Institute for Voluntary Action Research (IVAR), November 2025 – Link to full report can be found here.
Listening to what really matters report explores how community-led insights especially from people with lived experience can shape better health and wellbeing outcomes across local areas. The report reflects on the Connecting Health Communities programme (2023–25), a partnership between IVAR, the National Lottery Community Fund and voluntary, community and statutory organisations in four areas: St Helens, Dudley, Cheshire East and Wandsworth.
Key points from the report included:
Partnerships change culture: The programme shows that when voluntary sector groups, residents and statutory partners work as equals, systems start to shift. Professionals learn to move away from transactional practice towards relational, inclusive approaches grounded in trust and dignity.

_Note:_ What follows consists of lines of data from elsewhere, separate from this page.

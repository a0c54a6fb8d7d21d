//! TCP transport.
//!
//! Endpoints are written `tcp://<host>:<port>`. The replier binds an
//! ephemeral port and accepts any number of requestor connections; a reply
//! goes back over the connection that delivered the last fetched request.
//!
//! The requestor connects lazily on its first send. The connect is started
//! without waiting for it: output is buffered and flushed once the
//! connection is up, so neither sending nor polling ever blocks. A
//! connection that fails is dropped and the request left to time out.

use std::collections::HashMap;
use std::io::{self, Read, Write};
use std::net::{IpAddr, Ipv4Addr, SocketAddr, TcpListener, ToSocketAddrs};

use mio::net::TcpStream;
use tracing::{debug, warn};
use zmap_remote_protocol::{FrameWriter, MessageDecoder, WireMessage};

use super::{MessageSocket, Transport, TransportError, TransportResult};

const SCHEME: &str = "tcp://";
const READ_CHUNK: usize = 8192;

/// Socket factory for plain TCP.
#[derive(Debug, Clone)]
pub struct TcpTransport {
    bind_host: IpAddr,
    /// Endpoints already resolved, so only the first connect can hit DNS.
    resolved: HashMap<String, SocketAddr>,
}

impl Default for TcpTransport {
    fn default() -> Self {
        Self {
            bind_host: IpAddr::V4(Ipv4Addr::LOCALHOST),
            resolved: HashMap::new(),
        }
    }
}

impl TcpTransport {
    pub fn new() -> Self {
        Self::default()
    }

    /// Builder: address repliers bind to.
    pub fn with_bind_host(mut self, host: IpAddr) -> Self {
        self.bind_host = host;
        self
    }

    fn resolve(&mut self, endpoint: &str) -> TransportResult<SocketAddr> {
        if let Some(addr) = self.resolved.get(endpoint) {
            return Ok(*addr);
        }
        let addr = parse_endpoint(endpoint)?;
        self.resolved.insert(endpoint.to_string(), addr);
        Ok(addr)
    }
}

/// Turns `tcp://host:port` into a socket address. Literal addresses are
/// parsed directly; anything else goes through the system resolver.
pub(crate) fn parse_endpoint(endpoint: &str) -> TransportResult<SocketAddr> {
    let invalid = || TransportError::InvalidEndpoint(endpoint.to_string());
    let address = endpoint.strip_prefix(SCHEME).ok_or_else(invalid)?;
    if let Ok(addr) = address.parse::<SocketAddr>() {
        return Ok(addr);
    }
    address
        .to_socket_addrs()
        .map_err(|_| invalid())?
        .next()
        .ok_or_else(invalid)
}

impl Transport for TcpTransport {
    fn bind_replier(&mut self) -> TransportResult<Box<dyn MessageSocket>> {
        let listener = TcpListener::bind(SocketAddr::new(self.bind_host, 0))?;
        listener.set_nonblocking(true)?;
        let endpoint = format!("{SCHEME}{}", listener.local_addr()?);
        debug!(endpoint = %endpoint, "TCP replier bound");

        Ok(Box::new(TcpReplier {
            listener: Some(listener),
            endpoint,
            connections: Vec::new(),
            next_id: 0,
            last_requester: None,
        }))
    }

    fn connect_requestor(&mut self, endpoint: &str) -> TransportResult<Box<dyn MessageSocket>> {
        let addr = self.resolve(endpoint)?;
        Ok(Box::new(TcpRequestor::new(endpoint, addr)))
    }
}

/// A non-blocking stream with its partial input and pending output.
struct Connection {
    id: u64,
    stream: TcpStream,
    /// False while an outgoing connect is still in progress.
    connected: bool,
    decoder: MessageDecoder,
    outbound: Vec<u8>,
}

impl Connection {
    fn new(id: u64, stream: TcpStream, connected: bool) -> io::Result<Self> {
        stream.set_nodelay(true)?;
        Ok(Self {
            id,
            stream,
            connected,
            decoder: MessageDecoder::new(),
            outbound: Vec::new(),
        })
    }

    fn accepted(id: u64, stream: std::net::TcpStream) -> io::Result<Self> {
        stream.set_nonblocking(true)?;
        Self::new(id, TcpStream::from_std(stream), true)
    }

    /// Checks on a pending connect. Errors if it failed.
    fn is_connected(&mut self) -> io::Result<bool> {
        if self.connected {
            return Ok(true);
        }
        if let Some(e) = self.stream.take_error()? {
            return Err(e);
        }
        match self.stream.peer_addr() {
            Ok(_) => {
                self.connected = true;
                Ok(true)
            }
            Err(e) if matches!(e.kind(), io::ErrorKind::NotConnected | io::ErrorKind::WouldBlock) => {
                Ok(false)
            }
            Err(e) => Err(e),
        }
    }

    /// Reads everything available. Returns true once the peer has closed.
    fn fill(&mut self) -> io::Result<bool> {
        if !self.is_connected()? {
            return Ok(false);
        }
        let mut chunk = [0u8; READ_CHUNK];
        loop {
            match self.stream.read(&mut chunk) {
                Ok(0) => return Ok(true),
                Ok(n) => self.decoder.extend(&chunk[..n]),
                Err(e) if e.kind() == io::ErrorKind::WouldBlock => return Ok(false),
                Err(e) if e.kind() == io::ErrorKind::Interrupted => {}
                Err(e) => return Err(e),
            }
        }
    }

    /// Fetches the next complete message, reading first.
    ///
    /// `Ok(None)` with `closed` set means the peer went away cleanly.
    fn next_message(&mut self, closed: &mut bool) -> TransportResult<Option<WireMessage>> {
        *closed = self.fill()?;
        if let Some(message) = self.decoder.next_message()? {
            return Ok(Some(message));
        }
        if *closed {
            self.decoder.finish()?;
        }
        Ok(None)
    }

    fn queue(&mut self, message: &WireMessage) -> TransportResult<()> {
        FrameWriter::new(&mut self.outbound).write_message(message)?;
        self.flush()?;
        Ok(())
    }

    /// Writes as much pending output as the socket takes.
    fn flush(&mut self) -> io::Result<()> {
        if !self.is_connected()? {
            return Ok(());
        }
        while !self.outbound.is_empty() {
            match self.stream.write(&self.outbound) {
                Ok(0) => return Err(io::ErrorKind::WriteZero.into()),
                Ok(n) => {
                    self.outbound.drain(..n);
                }
                Err(e) if e.kind() == io::ErrorKind::WouldBlock => break,
                Err(e) if e.kind() == io::ErrorKind::Interrupted => {}
                Err(e) => return Err(e),
            }
        }
        Ok(())
    }
}

struct TcpReplier {
    listener: Option<TcpListener>,
    endpoint: String,
    connections: Vec<Connection>,
    next_id: u64,
    last_requester: Option<u64>,
}

impl TcpReplier {
    fn accept_pending(&mut self) -> TransportResult<()> {
        let listener = self.listener.as_ref().ok_or(TransportError::Closed)?;
        loop {
            match listener.accept() {
                Ok((stream, peer)) => {
                    self.next_id += 1;
                    debug!(endpoint = %self.endpoint, peer = %peer, "requestor connected");
                    self.connections.push(Connection::accepted(self.next_id, stream)?);
                }
                Err(e) if e.kind() == io::ErrorKind::WouldBlock => return Ok(()),
                Err(e) if e.kind() == io::ErrorKind::Interrupted => {}
                Err(e) => return Err(e.into()),
            }
        }
    }
}

impl MessageSocket for TcpReplier {
    fn endpoint(&self) -> &str {
        &self.endpoint
    }

    fn try_send(&mut self, message: &WireMessage) -> TransportResult<()> {
        if self.listener.is_none() {
            return Err(TransportError::Closed);
        }
        let to = self.last_requester.ok_or(TransportError::NotWritable)?;
        let Some(index) = self.connections.iter().position(|c| c.id == to) else {
            debug!(endpoint = %self.endpoint, "requestor gone, reply dropped");
            return Ok(());
        };
        if let Err(e) = self.connections[index].queue(message) {
            self.connections.remove(index);
            return Err(e);
        }
        Ok(())
    }

    fn try_fetch(&mut self) -> TransportResult<Option<WireMessage>> {
        self.accept_pending()?;

        let mut index = 0;
        while index < self.connections.len() {
            let connection = &mut self.connections[index];
            if let Err(e) = connection.flush() {
                warn!(endpoint = %self.endpoint, error = %e, "dropping requestor connection");
                self.connections.remove(index);
                continue;
            }

            let mut closed = false;
            match connection.next_message(&mut closed) {
                Ok(Some(message)) => {
                    self.last_requester = Some(connection.id);
                    return Ok(Some(message));
                }
                Ok(None) if closed => {
                    self.connections.remove(index);
                }
                Ok(None) => index += 1,
                Err(TransportError::Io(e)) => {
                    warn!(endpoint = %self.endpoint, error = %e, "dropping requestor connection");
                    self.connections.remove(index);
                }
                Err(e) => {
                    self.connections.remove(index);
                    return Err(e);
                }
            }
        }
        Ok(None)
    }

    fn close(&mut self, _disconnect: bool) -> TransportResult<()> {
        if self.listener.take().is_some() {
            debug!(endpoint = %self.endpoint, "TCP replier closed");
        }
        self.connections.clear();
        self.last_requester = None;
        Ok(())
    }
}

struct TcpRequestor {
    endpoint: String,
    addr: SocketAddr,
    connection: Option<Connection>,
    closed: bool,
}

impl TcpRequestor {
    fn new(endpoint: &str, addr: SocketAddr) -> Self {
        Self {
            endpoint: endpoint.to_string(),
            addr,
            connection: None,
            closed: false,
        }
    }

    fn drop_connection(&mut self, error: &io::Error) {
        warn!(endpoint = %self.endpoint, error = %error, "connection to replier lost");
        self.connection = None;
    }
}

impl MessageSocket for TcpRequestor {
    fn endpoint(&self) -> &str {
        &self.endpoint
    }

    fn try_send(&mut self, message: &WireMessage) -> TransportResult<()> {
        if self.closed {
            return Err(TransportError::Closed);
        }
        if self.connection.is_none() {
            let stream = TcpStream::connect(self.addr).map_err(|source| TransportError::Unreachable {
                endpoint: self.endpoint.clone(),
                source,
            })?;
            debug!(endpoint = %self.endpoint, "connecting to replier");
            self.connection = Some(Connection::new(0, stream, false)?);
        }
        let Some(connection) = self.connection.as_mut() else {
            return Err(TransportError::Closed);
        };
        if let Err(e) = connection.queue(message) {
            self.connection = None;
            return Err(e);
        }
        Ok(())
    }

    fn try_fetch(&mut self) -> TransportResult<Option<WireMessage>> {
        if self.closed {
            return Err(TransportError::Closed);
        }
        let Some(connection) = self.connection.as_mut() else {
            return Ok(None);
        };
        if let Err(e) = connection.flush() {
            self.drop_connection(&e);
            return Ok(None);
        }
        let mut closed = false;
        let message = match connection.next_message(&mut closed) {
            Err(TransportError::Io(e)) => {
                self.drop_connection(&e);
                return Ok(None);
            }
            other => other,
        };
        if closed {
            debug!(endpoint = %self.endpoint, "replier closed the connection");
            self.connection = None;
        }
        message
    }

    fn close(&mut self, disconnect: bool) -> TransportResult<()> {
        if let Some(connection) = self.connection.take()
            && disconnect
        {
            let _ = connection.stream.shutdown(std::net::Shutdown::Both);
        }
        self.closed = true;
        Ok(())
    }
}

Approaches based on lived experience drive better outcomes: Each area focused on a different local challenge from loneliness and social isolation to preventative health screening demonstrating that local, community-led insight helps shape responses that are rooted in real need rather than assumptions about needs.

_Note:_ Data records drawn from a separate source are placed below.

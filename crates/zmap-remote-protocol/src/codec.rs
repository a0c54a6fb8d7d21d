//! Command codec: the only component that looks inside message bodies.

use std::fmt;

use crate::types::CommandEnvelope;

/// Envelope attributes the session needs to read out of a body.
#[derive(Debug, Clone, Copy, PartialEq, Eq)]
pub enum EnvelopeAttr {
    RequestId,
    Timestamp,
}

impl fmt::Display for EnvelopeAttr {
    fn fmt(&self, f: &mut fmt::Formatter<'_>) -> fmt::Result {
        match self {
            Self::RequestId => f.write_str("request_id"),
            Self::Timestamp => f.write_str("timestamp"),
        }
    }
}

/// Reads and compares command bodies on behalf of the session.
///
/// Mismatches are reported as a human readable reason.
pub trait CommandCodec {
    /// Extracts an envelope attribute as text, `None` if the body lacks it.
    fn envelope_attr(&self, body: &str, attr: EnvelopeAttr) -> Option<String>;

    /// Command name carried by a request or reply.
    fn command(&self, body: &str) -> Option<String>;

    /// Queueing priority of a request, higher goes first.
    fn priority(&self, _body: &str) -> i32 {
        0
    }

    /// `Ok` when the two requests are the same request.
    fn requests_identical(&self, first: &str, second: &str) -> Result<(), String>;

    /// `Ok` when `reply` answers `request`.
    fn validate_reply(&self, request: &str, reply: &str) -> Result<(), String>;
}

/// Codec for [`CommandEnvelope`] JSON bodies.
#[derive(Debug, Clone, Copy, Default)]
pub struct JsonCommandCodec;

impl JsonCommandCodec {
    fn parse(body: &str, what: &str) -> Result<CommandEnvelope, String> {
        CommandEnvelope::from_body(body).map_err(|e| format!("unreadable {what}: {e}"))
    }
}

impl CommandCodec for JsonCommandCodec {
    fn envelope_attr(&self, body: &str, attr: EnvelopeAttr) -> Option<String> {
        let envelope = CommandEnvelope::from_body(body).ok()?;
        match attr {
            EnvelopeAttr::RequestId => Some(envelope.request_id),
            EnvelopeAttr::Timestamp => Some(envelope.timestamp.to_string()),
        }
    }

    fn command(&self, body: &str) -> Option<String> {
        CommandEnvelope::from_body(body).ok().map(|e| e.command)
    }

    fn priority(&self, body: &str) -> i32 {
        CommandEnvelope::from_body(body)
            .map(|e| e.priority)
            .unwrap_or_default()
    }

    fn requests_identical(&self, first: &str, second: &str) -> Result<(), String> {
        let first = Self::parse(first, "request")?;
        let second = Self::parse(second, "request")?;

        if first.request_id != second.request_id {
            return Err(format!(
                "request ids differ: {} vs {}",
                first.request_id, second.request_id
            ));
        }
        if first.command != second.command {
            return Err(format!(
                "commands differ: {} vs {}",
                first.command, second.command
            ));
        }
        if first.payload != second.payload {
            return Err("payloads differ".to_string());
        }
        Ok(())
    }

    fn validate_reply(&self, request: &str, reply: &str) -> Result<(), String> {
        let request = Self::parse(request, "request")?;
        let reply = Self::parse(reply, "reply")?;

        if reply.is_request() {
            return Err(format!("{} is a request, not a reply", reply.request_id));
        }
        if !reply.is_compatible() {
            return Err(format!(
                "reply protocol version {} is not supported",
                reply.protocol_version
            ));
        }
        if reply.request_id != request.request_id {
            return Err(format!(
                "reply is for request {} but {} is in flight",
                reply.request_id, request.request_id
            ));
        }
        if reply.command != request.command {
            return Err(format!(
                "reply is for command {} but request was {}",
                reply.command, request.command
            ));
        }
        Ok(())
    }
}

Increasing Cervical Screening Uptake: In Wandsworth, the programme focused on understanding why cervical screening rates were lower in parts of the borough, especially in areas with higher deprivation. By listening deeply to people’s experiences and barriers, partners were able to identify culturally-relevant, community-led responses that can support better access to preventative health checks.

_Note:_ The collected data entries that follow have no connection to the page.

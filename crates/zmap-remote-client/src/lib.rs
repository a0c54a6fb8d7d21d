//! CLI peer for a RemoteControl session.
//!
//! This crate provides the `zmap-remote` command-line tool, which can act as
//! either end of a session for testing the other end.

pub mod cli;
pub mod commands;
pub mod config;
pub mod error;

pub use cli::Cli;
pub use config::PeerConfig;
pub use error::{ClientError, ClientResult};
//! Message queues.

use std::collections::VecDeque;

use zmap_remote_protocol::WireMessage;

/// A queued message with the priority it was queued at.
#[derive(Debug, Clone)]
struct Entry {
    priority: i32,
    message: WireMessage,
}

/// Ordered queue of wire messages.
///
/// FIFO by default. [`push_by_priority`](Self::push_by_priority) keeps the
/// queue ordered by descending priority, then ascending timestamp, with ties
/// staying in arrival order.
#[derive(Debug, Default)]
pub struct MessageQueue {
    entries: VecDeque<Entry>,
}

impl MessageQueue {
    pub fn new() -> Self {
        Self::default()
    }

    pub fn push_back(&mut self, message: WireMessage) {
        self.entries.push_back(Entry {
            priority: 0,
            message,
        });
    }

    /// Queue-jumps, used for resends and replayed replies.
    pub fn push_front(&mut self, message: WireMessage) {
        let priority = self.entries.front().map_or(0, |e| e.priority);
        self.entries.push_front(Entry { priority, message });
    }

    pub fn push_by_priority(&mut self, message: WireMessage, priority: i32) {
        let timestamp = message.header.timestamp;
        let at = self
            .entries
            .iter()
            .position(|e| {
                e.priority < priority
                    || (e.priority == priority && e.message.header.timestamp > timestamp)
            })
            .unwrap_or(self.entries.len());
        self.entries.insert(at, Entry { priority, message });
    }

    pub fn pop_front(&mut self) -> Option<WireMessage> {
        self.entries.pop_front().map(|e| e.message)
    }

    pub fn peek_front(&self) -> Option<&WireMessage> {
        self.entries.front().map(|e| &e.message)
    }

    pub fn is_empty(&self) -> bool {
        self.entries.is_empty()
    }

    pub fn len(&self) -> usize {
        self.entries.len()
    }

    /// Empties the queue, returning how many messages were dropped.
    pub fn drain(&mut self) -> usize {
        let dropped = self.entries.len();
        self.entries.clear();
        dropped
    }
}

Wandsworth Care Alliance’s Role
Wandsworth Care Alliance was proud to play a participating partner in this project supporting community insight gathering, helping facilitate local conversations and ensuring voices from across Wandsworth were part of the learning process. Through our work with local voluntary organisations, residents and health partners, we contributed to the collective commitment to change how local health and care systems listen and respond.
Our involvement helped:
- Amplify community voices especially from groups under-represented in health conversations
- Share insights with statutory partners to shape more responsive, culturally-aware practice
- Build local capacity for community-led engagement and co-design of health services
This report shows that:
– Health and care systems work best when they are informed by lived experience
– Real partnership between community organisations, statutory partners and residents leads to more equitable outcomes
– Listening, not just consulting is essential for designing services that people trust and use
At Wandsworth Care Alliance, this approach reflects our ongoing commitment to amplifying local voices, deepening community engagement and championing partnerships that help shape better health, wellbeing and inclusion for everyone in the borough.